Lorsque certaines de ces informations ont été examinées sous la responsabilité d’un autre auditeur, par exemple un prédécesseur ou un auditeur contractuel, le commissaire aux comptes vérifie une dernière fois la concordance de ces informations avec le rapport de cet auditeur.
La relecture finale du prospectus
Cette étape de la phase finale vise à s’assurer que la dernière version du prospectus présentée au commissaire aux comptes ne comporte ni des incohérences manifestes, entre les informations de nature comptable et financière et les autres informations présentées, ni des informations manifestement erronées.
Si c’est le cas, le commissaire aux comptes s’entretient avec la direction. A défaut d’explication satisfaisante ou, si nécessaire, de correction du prospectus, il y a lieu de faire une observation dans l’avis sur le prospectus.
Cette diligence est considérée comme essentielle notamment au regard des informations chiffrées quelles que soient leurs natures. Cette recommandation implique sans doute l’étendue de la responsabilité du commissaire aux comptes à l’ensemble du prospectus.
La vérification de la version arabe du prospectus
Le prospectus d’information est rédigé dans deux langues, l’arabe et le français, considéré en Tunisie comme la langue des affaires. Les vérifications du commissaire aux comptes portent normalement sur la version en langue française du prospectus, sauf dérogation accordée par le C.M.F.
A notre avis, le commissaire aux comptes est appelé à vérifier la conformité de la traduction à travers une lecture parallèle des deux versions. S’il constate des incohérences, des contradictions ou des oublies, le commissaire aux comptes doit en informer la direction pour qu’elle puisse apporter les corrections nécessaires.
La vérification de concordance du prospectus avec le projet sur lequel les vérifications ont porté
Le commissaire aux comptes vérifie la concordance du prospectus sur lequel il appose sa signature avec la dernière version projet sur lequel ses vérifications ont porté. Il est donc nécessaire que le commissaire aux comptes puisse relire l’épreuve de l’imprimeur avant le bon à tirer.
Les diligences complémentaires
Si le commissaire aux comptes constate que des modifications ont été apportées ou que du retard a été pris par rapport au calendrier initialement prévu, il effectue les diligences complémentaires qu’il juge nécessaires : revue des événements postérieurs, test de cohérence globale, relecture finale de la nouvelle version.
Section 2 : La lettre d’affirmation de la direction de l’émetteur
Cette procédure permet au commissaire aux comptes d’évaluer et de documenter les déclarations de la direction de la société comme éléments d’une grande force probante.
La date de la lettre d’affirmation
Au terme de ses travaux et avant l’émission de son avis, le commissaire aux comptes obtient des dirigeants une lettre d’affirmation, datée du même jour que son avis, actualisant les lettres d’affirmations obtenues, le cas échéant, précédemment au titre des comptes historiques, pro forma et prévisionnels.

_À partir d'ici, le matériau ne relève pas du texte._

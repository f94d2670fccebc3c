//! High-level transactional `LedgerStore` API.
//!
//! Composes repository operations into atomic, loan-centric methods. Every
//! multi-step write runs inside a single `SQLite` transaction — callers
//! never observe a loan without its audit row.
//!
//! Federation into partner clusters deliberately lives one crate up: a
//! decision is a central-ledger fact that must commit whether or not the
//! partner system is reachable.

use letsema_core::{LoanStatus, PAYMENT_LATE, PAYMENT_RECEIVED};
use tracing::info;

use crate::errors::{LedgerError, Result};
use crate::sqlite::connection::{ConnectionConfig, ConnectionPool, PooledConnection};
use crate::sqlite::migrations::run_migrations;
use crate::sqlite::repositories::borrower::BorrowerRepo;
use crate::sqlite::repositories::institution::InstitutionRepo;
use crate::sqlite::repositories::loan::{CreateLoanOptions, DecisionUpdate, LoanRepo};
use crate::sqlite::repositories::status_update::{AppendStatusUpdateOptions, StatusUpdateRepo};
use crate::sqlite::row_types::{LoanRow, StatusUpdateRow};
use crate::sqlite::{new_file, new_in_memory};

/// Options for submitting a new loan application.
pub struct SubmitLoanOptions<'a> {
    /// Borrower ID.
    pub borrower_id: &'a str,
    /// Institution ID.
    pub institution_id: &'a str,
    /// Principal amount.
    pub amount: f64,
    /// Stated purpose.
    pub purpose: &'a str,
    /// Term in months.
    pub term_months: i64,
    /// Annual interest rate (percent).
    pub interest_rate: f64,
    /// Submitting actor (usually the borrower).
    pub submitted_by: Option<&'a str>,
}

/// Result of submitting a loan application.
#[derive(Debug)]
pub struct SubmitLoanResult {
    /// The created loan (status PENDING).
    pub loan: LoanRow,
    /// The initial audit row.
    pub initial_update: StatusUpdateRow,
}

/// Options for deciding a pending application.
pub struct DecisionOptions<'a> {
    /// Loan to decide.
    pub loan_id: &'a str,
    /// APPROVED or REJECTED — anything else is a validation error.
    pub decision: LoanStatus,
    /// Deciding actor.
    pub decided_by: Option<&'a str>,
    /// Decision notes.
    pub notes: &'a str,
}

/// Result of applying a decision.
#[derive(Debug)]
pub struct DecisionResult {
    /// The loan after the decision.
    pub loan: LoanRow,
    /// The audit row recording the transition.
    pub update: StatusUpdateRow,
}

/// High-level `LedgerStore` wrapping a connection pool and all repositories.
pub struct LedgerStore {
    pool: ConnectionPool,
}

impl LedgerStore {
    /// Create a `LedgerStore` over an existing pool. Runs pending migrations.
    pub fn new(pool: ConnectionPool) -> Result<Self> {
        let store = Self { pool };
        let _ = run_migrations(&*store.conn()?)?;
        Ok(store)
    }

    /// Open an in-memory ledger (for testing).
    pub fn open_in_memory() -> Result<Self> {
        Self::new(new_in_memory(&ConnectionConfig::default())?)
    }

    /// Open a file-backed ledger.
    pub fn open_file(path: &str, config: &ConnectionConfig) -> Result<Self> {
        Self::new(new_file(path, config)?)
    }

    /// Get a connection from the pool.
    ///
    /// Public so read paths (credit aggregation) can run repository queries
    /// against the same pool.
    pub fn conn(&self) -> Result<PooledConnection> {
        Ok(self.pool.get()?)
    }

    // ─────────────────────────────────────────────────────────────────────
    // Loan lifecycle
    // ─────────────────────────────────────────────────────────────────────

    /// Submit a new loan application.
    ///
    /// Atomic: institution/borrower validation, loan insertion, and the
    /// initial audit row all happen in a single transaction. Fails with
    /// [`LedgerError::MissingCluster`] if the owning institution has no
    /// cluster designator — a loan that cannot be federated must not enter
    /// the ledger.
    pub fn submit_loan(&self, opts: &SubmitLoanOptions<'_>) -> Result<SubmitLoanResult> {
        let conn = self.conn()?;
        let tx = conn.unchecked_transaction()?;

        // 1. Institution must exist and carry a cluster designator
        let institution = InstitutionRepo::get_by_id(&tx, opts.institution_id)?
            .ok_or_else(|| LedgerError::InstitutionNotFound(opts.institution_id.to_string()))?;
        if institution.cluster_name.is_empty() {
            return Err(LedgerError::MissingCluster {
                institution: institution.id,
            });
        }

        // 2. Borrower must exist
        let _borrower = BorrowerRepo::get_by_id(&tx, opts.borrower_id)?
            .ok_or_else(|| LedgerError::BorrowerNotFound(opts.borrower_id.to_string()))?;

        // 3. Insert loan + initial audit row
        let loan = LoanRepo::create(
            &tx,
            &CreateLoanOptions {
                borrower_id: opts.borrower_id,
                institution_id: opts.institution_id,
                amount: opts.amount,
                purpose: opts.purpose,
                term_months: opts.term_months,
                interest_rate: opts.interest_rate,
            },
        )?;
        let initial_update = StatusUpdateRepo::append(
            &tx,
            &AppendStatusUpdateOptions {
                loan_id: &loan.id,
                old_status: "",
                new_status: LoanStatus::Pending.as_str(),
                updated_by: opts.submitted_by,
                notes: "Loan application submitted",
            },
        )?;

        tx.commit()?;

        info!(loan_id = %loan.id, institution = %institution.code, "loan application submitted");
        Ok(SubmitLoanResult {
            loan,
            initial_update,
        })
    }

    /// Apply a decision to a pending application.
    ///
    /// Validation happens before any side effect: the decision must be
    /// APPROVED or REJECTED, and the loan must currently be PENDING.
    /// Atomic: the status write and the audit row commit together.
    pub fn apply_decision(&self, opts: &DecisionOptions<'_>) -> Result<DecisionResult> {
        if !opts.decision.is_decision() {
            return Err(LedgerError::Validation(format!(
                "decision must be APPROVED or REJECTED, got {}",
                opts.decision
            )));
        }

        let conn = self.conn()?;
        let tx = conn.unchecked_transaction()?;

        let loan = LoanRepo::get_by_id(&tx, opts.loan_id)?
            .ok_or_else(|| LedgerError::LoanNotFound(opts.loan_id.to_string()))?;
        if loan.status != LoanStatus::Pending {
            return Err(LedgerError::Validation(format!(
                "loan {} is {}, only PENDING applications can be decided",
                loan.id, loan.status
            )));
        }

        let _ = LoanRepo::apply_decision(
            &tx,
            &loan.id,
            &DecisionUpdate {
                status: opts.decision,
                decision_by: opts.decided_by,
                notes: opts.notes,
            },
        )?;
        let update = StatusUpdateRepo::append(
            &tx,
            &AppendStatusUpdateOptions {
                loan_id: &loan.id,
                old_status: loan.status.as_str(),
                new_status: opts.decision.as_str(),
                updated_by: opts.decided_by,
                notes: opts.notes,
            },
        )?;

        tx.commit()?;

        let decided = LoanRepo::get_by_id(&conn, &loan.id)?
            .ok_or_else(|| LedgerError::LoanNotFound(loan.id.clone()))?;

        info!(loan_id = %decided.id, decision = %opts.decision, "loan decision applied");
        Ok(DecisionResult {
            loan: decided,
            update,
        })
    }

    /// Record a later lifecycle transition (DISBURSED, REPAID, DEFAULTED…).
    ///
    /// Atomic: status write plus audit row.
    pub fn record_status_transition(
        &self,
        loan_id: &str,
        new_status: LoanStatus,
        actor: Option<&str>,
        notes: &str,
    ) -> Result<DecisionResult> {
        let conn = self.conn()?;
        let tx = conn.unchecked_transaction()?;

        let loan = LoanRepo::get_by_id(&tx, loan_id)?
            .ok_or_else(|| LedgerError::LoanNotFound(loan_id.to_string()))?;
        let _ = LoanRepo::update_status(&tx, &loan.id, new_status)?;
        let update = StatusUpdateRepo::append(
            &tx,
            &AppendStatusUpdateOptions {
                loan_id: &loan.id,
                old_status: loan.status.as_str(),
                new_status: new_status.as_str(),
                updated_by: actor,
                notes,
            },
        )?;

        tx.commit()?;

        let updated = LoanRepo::get_by_id(&conn, &loan.id)?
            .ok_or_else(|| LedgerError::LoanNotFound(loan.id.clone()))?;
        Ok(DecisionResult {
            loan: updated,
            update,
        })
    }

    /// Record a payment event ([`PAYMENT_RECEIVED`] or [`PAYMENT_LATE`]).
    ///
    /// The loan's lifecycle status is untouched — only an audit row is
    /// appended. These rows feed late-payment counts in credit aggregation.
    pub fn record_payment_event(
        &self,
        loan_id: &str,
        sentinel: &str,
        actor: Option<&str>,
        notes: &str,
    ) -> Result<StatusUpdateRow> {
        if sentinel != PAYMENT_RECEIVED && sentinel != PAYMENT_LATE {
            return Err(LedgerError::Validation(format!(
                "unknown payment sentinel: {sentinel}"
            )));
        }

        let conn = self.conn()?;
        let loan = LoanRepo::get_by_id(&conn, loan_id)?
            .ok_or_else(|| LedgerError::LoanNotFound(loan_id.to_string()))?;
        StatusUpdateRepo::append(
            &conn,
            &AppendStatusUpdateOptions {
                loan_id: &loan.id,
                old_status: loan.status.as_str(),
                new_status: sentinel,
                updated_by: actor,
                notes,
            },
        )
    }
}

// ─────────────────────────────────────────────────────────────────────────────
// Tests
// ─────────────────────────────────────────────────────────────────────────────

Dans la pratique, il est souhaitable d’organiser les signatures par les dirigeants le jour même de l’émission du prospectus et de l’avis du commissaire aux comptes.

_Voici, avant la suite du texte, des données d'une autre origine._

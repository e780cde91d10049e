//! Bounded buffer for the content side-channel.
//!
//! Ops can arrive on the realtime stream without their `contents`; the
//! payload travels separately keyed by `(client_id, client_sequence_number)`
//! and is matched up here.  Per client, content arrives in increasing
//! client sequence order, so lookups may skip over stale entries.  The
//! buffer evicts its globally oldest entry once full.

use std::collections::{HashMap, VecDeque};

use crate::protocol::ContentMessage;

pub(crate) struct ContentCache {
    capacity: usize,
    total: usize,
    arrival: VecDeque<String>,
    by_client: HashMap<String, VecDeque<ContentMessage>>,
}

impl ContentCache {
    pub fn new(capacity: usize) -> Self {
        Self {
            capacity,
            total: 0,
            arrival: VecDeque::new(),
            by_client: HashMap::new(),
        }
    }

    pub fn set(&mut self, message: ContentMessage) {
        let client_id = message.client_id.clone();
        self.by_client
            .entry(client_id.clone())
            .or_default()
            .push_back(message);
        self.arrival.push_back(client_id);
        self.total += 1;
        while self.total > self.capacity {
            self.evict_oldest();
        }
    }

    pub fn peek(&self, client_id: &str) -> Option<&ContentMessage> {
        self.by_client.get(client_id).and_then(|queue| queue.front())
    }

    pub fn get(&mut self, client_id: &str) -> Option<ContentMessage> {
        let queue = self.by_client.get_mut(client_id)?;
        let message = queue.pop_front()?;
        if queue.is_empty() {
            self.by_client.remove(client_id);
        }
        if let Some(pos) = self.arrival.iter().position(|id| id == client_id) {
            self.arrival.remove(pos);
        }
        self.total -= 1;
        Some(message)
    }

    pub fn len(&self) -> usize {
        self.total
    }

    fn evict_oldest(&mut self) {
        // The oldest entry overall is the front of the oldest client's
        // queue, which is exactly what get() removes.
        if let Some(client_id) = self.arrival.front().cloned() {
            self.get(&client_id);
        }
    }
}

Le contenu de la lettre d’affirmation
Le commissaire aux comptes demande aux dirigeants notamment :
- de reconnaître leur responsabilité en matière d’établissement du prospectus,
- et de confirmer que tous les événements significatifs survenus postérieurement à la date de son dernier rapport ont été pris en compte dans le prospectus,
La même lettre souligne également que :
- Les états financiers prévisionnels présentés et les autres données prévisionnelles prennent en compte la situation future que les dirigeants ont estimée la plus probable à la date de leur établissement et que les actions prises ou qu’ils envisagent de prendre ne contredisent pas les hypothèses retenues.

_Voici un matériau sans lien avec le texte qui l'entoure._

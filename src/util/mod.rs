//! Small concurrency primitives shared across the crate.

use std::sync::{Arc, Mutex};

use tokio::sync::Notify;

use crate::error::SyncError;

/// Single-shot completion: one producer resolves or rejects, any number of
/// consumers await.  The first completion wins; later ones are ignored.
pub struct Deferred<T> {
    shared: Arc<Shared<T>>,
}

struct Shared<T> {
    state: Mutex<Option<Result<T, SyncError>>>,
    notify: Notify,
}

impl<T: Clone> Deferred<T> {
    pub fn new() -> Self {
        Self {
            shared: Arc::new(Shared {
                state: Mutex::new(None),
                notify: Notify::new(),
            }),
        }
    }

    /// Returns false if the deferred was already completed.
    pub fn resolve(&self, value: T) -> bool {
        self.complete(Ok(value))
    }

    /// Returns false if the deferred was already completed.
    pub fn reject(&self, error: SyncError) -> bool {
        self.complete(Err(error))
    }

    fn complete(&self, outcome: Result<T, SyncError>) -> bool {
        let mut state = self.shared.state.lock().expect("deferred state poisoned");
        if state.is_some() {
            return false;
        }
        *state = Some(outcome);
        drop(state);
        self.shared.notify.notify_waiters();
        true
    }

    pub fn is_complete(&self) -> bool {
        self.shared
            .state
            .lock()
            .expect("deferred state poisoned")
            .is_some()
    }

    pub async fn wait(&self) -> Result<T, SyncError> {
        loop {
            let notified = self.shared.notify.notified();
            tokio::pin!(notified);
            // Register before checking so a completion racing with this
            // wait cannot slip between the check and the await.
            notified.as_mut().enable();
            {
                let state = self.shared.state.lock().expect("deferred state poisoned");
                if let Some(outcome) = state.as_ref() {
                    return outcome.clone();
                }
            }
            notified.await;
        }
    }
}

impl<T> Clone for Deferred<T> {
    fn clone(&self) -> Self {
        Self {
            shared: Arc::clone(&self.shared),
        }
    }
}

impl<T: Clone> Default for Deferred<T> {
    fn default() -> Self {
        Self::new()
    }
}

- Les comptes pro forma présentés et les autres informations pro forma historiques ont été établis en retenant les conventions les plus appropriées pour refléter l’effet sur les informations historiques de l’opération ou de l’événement sous jacent à leur établissement.
Il est à signaler qu’en cas de refus par la direction de fournir les déclarations demandées par le commissaire aux comptes, ce dernier doit en tenir compte dans la formulation de son opinion.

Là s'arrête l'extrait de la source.